Jacobs: Give while times are good
In just 10 months, North Dakota will be 125 years old. At least the state will be. The hills are older than that, about 10,000 years, the time of the glaciers. Likewise, the Red River Valley, another glacial impact. The oil that has made the state rich is even older than that, millions of years old, of course.
Oil has helped to make North Dakota more prosperous and more populous than it has ever been before. Likely, there’s more prosperity ahead, as oil production surges toward the million-barrel-a-day mark. Population growth is likewise almost certain as the state races to catch up with thus far and to prepare for development yet to come.

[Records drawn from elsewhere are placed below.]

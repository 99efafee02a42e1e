use serde::Deserialize;

use super::{Border, Color, Edges, Position, TextStyle};

/// Visual and box properties of an element.
///
/// Every field is optional so styles can be layered: [`Style::merge`] lets the
/// later style win field by field, the same way a list of styles is flattened.
#[derive(Debug, Clone, Default, PartialEq, Deserialize)]
#[serde(default)]
pub struct Style {
    pub background: Option<Color>,
    pub foreground: Option<Color>,
    pub border: Option<Border>,
    pub border_color: Option<Color>,
    /// Per-side border widths. A zero side is not drawn.
    pub border_width: Option<Edges>,
    pub border_radius: Option<u16>,
    pub text_style: Option<TextStyle>,
    pub margin: Option<Edges>,
    pub padding: Option<Edges>,
    /// Fixed height in rows.
    pub height: Option<u16>,
    pub flex: Option<u16>,
    pub position: Option<Position>,
    pub left: Option<i16>,
    pub right: Option<i16>,
    pub z_index: Option<i16>,
}

impl Style {
    pub fn new() -> Self {
        Self::default()
    }

    pub fn background(mut self, color: Color) -> Self {
        self.background = Some(color);
        self
    }

    pub fn foreground(mut self, color: Color) -> Self {
        self.foreground = Some(color);
        self
    }

    pub fn border(mut self, border: Border) -> Self {
        self.border = Some(border);
        self
    }

    pub fn border_color(mut self, color: Color) -> Self {
        self.border_color = Some(color);
        self
    }

    pub fn border_width(mut self, width: Edges) -> Self {
        self.border_width = Some(width);
        self
    }

    pub fn border_radius(mut self, radius: u16) -> Self {
        self.border_radius = Some(radius);
        self
    }

    pub fn text_style(mut self, text_style: TextStyle) -> Self {
        self.text_style = Some(text_style);
        self
    }

    pub fn bold(mut self) -> Self {
        self.text_style = Some(self.text_style.unwrap_or_default().bold());
        self
    }

    pub fn dim(mut self) -> Self {
        self.text_style = Some(self.text_style.unwrap_or_default().dim());
        self
    }

    pub fn margin(mut self, margin: Edges) -> Self {
        self.margin = Some(margin);
        self
    }

    pub fn padding(mut self, padding: Edges) -> Self {
        self.padding = Some(padding);
        self
    }

    pub fn height(mut self, height: u16) -> Self {
        self.height = Some(height);
        self
    }

    pub fn flex(mut self, flex: u16) -> Self {
        self.flex = Some(flex);
        self
    }

    pub fn position(mut self, position: Position) -> Self {
        self.position = Some(position);
        self
    }

    pub fn left(mut self, left: i16) -> Self {
        self.left = Some(left);
        self
    }

    pub fn right(mut self, right: i16) -> Self {
        self.right = Some(right);
        self
    }

    pub fn z_index(mut self, z_index: i16) -> Self {
        self.z_index = Some(z_index);
        self
    }

    /// Layer `other` on top of `self`. Fields set in `other` win.
    pub fn merge(&self, other: &Style) -> Style {
        Style {
            background: other.background.clone().or_else(|| self.background.clone()),
            foreground: other.foreground.clone().or_else(|| self.foreground.clone()),
            border: other.border.or(self.border),
            border_color: other
                .border_color
                .clone()
                .or_else(|| self.border_color.clone()),
            border_width: other.border_width.or(self.border_width),
            border_radius: other.border_radius.or(self.border_radius),
            text_style: other.text_style.or(self.text_style),
            margin: other.margin.or(self.margin),
            padding: other.padding.or(self.padding),
            height: other.height.or(self.height),
            flex: other.flex.or(self.flex),
            position: other.position.or(self.position),
            left: other.left.or(self.left),
            right: other.right.or(self.right),
            z_index: other.z_index.or(self.z_index),
        }
    }

    /// Merge an optional caller style over this one.
    pub fn merged(&self, other: Option<&Style>) -> Style {
        match other {
            Some(other) => self.merge(other),
            None => self.clone(),
        }
    }

    /// Whether a border should be drawn on the given side.
    pub fn has_border(&self) -> bool {
        !matches!(self.border, None | Some(Border::None))
            && self.border_width.is_none_or(|w| !w.is_zero())
    }

    /// Effective border widths, defaulting to one cell on every side.
    pub fn border_edges(&self) -> Edges {
        if !self.has_border() {
            return Edges::default();
        }
        self.border_width
            .map(|w| Edges::new(w.top.min(1), w.right.min(1), w.bottom.min(1), w.left.min(1)))
            .unwrap_or(Edges::all(1))
    }
}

This is North Dakota’s moment.
Put as plainly as possible: Oil makes things possible. With revenue from oil, North Dakota can build the institutions and the infrastructure that will carry the state forward with and then past the age of oil.
Tremendous steps already have been taken. North Dakota has invested unprecedented sums in road building and education. We’ll emerge from the first years of the oil boom with a brand new Medical School on North Columbia Road here in Grand Forks.
Projects such as this are a good way to celebrate the state’s success.
But an anniversary should be more than a time for celebration. It also should be a time for reflection.
State officials were scheduled to present their plans for the anniversary observance on Monday in Bismarck but were pushed back a day because of the cold weather. Events will take place throughout the year, culminating on the actual anniversary, which is Nov. 2.
We’ll have to wait to see what the state’s historians and political leaders have in mind. Much emphasis will be on the past, of course. That’s the nature of anniversary celebrations. But the future can’t be ignored. There needs to be a discussion about how to spend the Bakken wealth, for example, so that prosperity is shared at home rather than exported elsewhere.
No one wants to diminish the state’s success.
The anniversary observance can be a time to capitalize on the boom — and not just through public spending. The state ought to be encouraging its new wealthy to step up their philanthropy.
Stabilizing existing public-spirited organizations and meeting new challenges can be an important part of the statehood celebration.
So this week’s kickoff for the statehood celebration should include a call for giving to build the state.
If we can do that, the 150th statehood anniversary will be an even greater cause for celebration.